A Delaware judge has ruled against Astellas Pharma and Gilead in a long-running patent case over Pfizer-onwed Hospira’s generic version of Lexiscan.
The case began in 2018, after Hospira submitted an abbreviated new drug application (ANDA) for marketing approval of a generic version of Gilead’s Lexiscan. The drug is used in myocardial perfusion imaging (MPI), a type of nuclear stress test.

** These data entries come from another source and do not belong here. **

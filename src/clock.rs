use std::sync::Mutex;
use std::{thread, time};

use chrono::Utc;

/// Time source used by watch windows, event timestamps and ETA math
///
/// Everything that sleeps or stamps goes through this so tests can run
/// rollouts instantly against a stepped clock.
pub trait Clock: Send + Sync {
    /// Seconds since epoch
    fn epoch(&self) -> i64;
    /// Sleep for the given number of milliseconds
    fn sleep_ms(&self, ms: u64);
}

/// Wall clock used by the binary
pub struct SystemClock;

impl Clock for SystemClock {
    fn epoch(&self) -> i64 {
        Utc::now().timestamp()
    }

    fn sleep_ms(&self, ms: u64) {
        thread::sleep(time::Duration::from_millis(ms));
    }
}

/// Stepped clock for tests
///
/// `sleep_ms` advances the clock instead of blocking, so watch windows
/// elapse immediately. Shared between threads via `Arc`.
pub struct FakeClock {
    now_ms: Mutex<u64>,
}

impl FakeClock {
    pub fn at(epoch_secs: i64) -> FakeClock {
        FakeClock {
            now_ms: Mutex::new((epoch_secs as u64) * 1000),
        }
    }

    pub fn advance_ms(&self, ms: u64) {
        let mut now = self.now_ms.lock().unwrap();
        *now += ms;
    }
}

impl Clock for FakeClock {
    fn epoch(&self) -> i64 {
        (*self.now_ms.lock().unwrap() / 1000) as i64
    }

    fn sleep_ms(&self, ms: u64) {
        self.advance_ms(ms);
    }
}

#[cfg(test)]
mod tests {
    use super::{Clock, FakeClock};

    #[test]
    fn fake_clock_advances_on_sleep() {
        let c = FakeClock::at(100);
        assert_eq!(c.epoch(), 100);
        c.sleep_ms(2500);
        assert_eq!(c.epoch(), 102);
        c.sleep_ms(500);
        assert_eq!(c.epoch(), 103);
    }
}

Gilead and Astellas alleged that Hospira’s ANDA submission for regadenoson infringed multiple patents and sought a declaratory judgment that Hospira’s manufacture of the product would constitute direct and consequential infringement. Hospira has denied the allegations, asserting in its defense that the patents are invalid and filing counterclaims seeking judgments of non-infringement.
After a three-day trial, Judge Colm Connolly ruled against Gilead and Astellas. Connolly said Gilead and Astellas failed to prove direct infringement and did not bear any charges to establish that the infringement was violated. The parties await a final judgment.
The decision comes as Astellas wrote off more than half a billion dollars in losses last month and gutted candidates once thought to have huge potential. The company booked a two-quarter “impairment” in April, about a year after writing off $540 million following a clinical hold of its lead gene therapy AT132.
For Gilead, although the company remains at the top of the Fortune 500 list, it suffered a setback earlier this year when the FDA partially suspended studies evaluating magrolimab with azacitidine. The FDA lifted its partial grip on those studies last month, and Gilead said it was on track for an interim reading in 2023.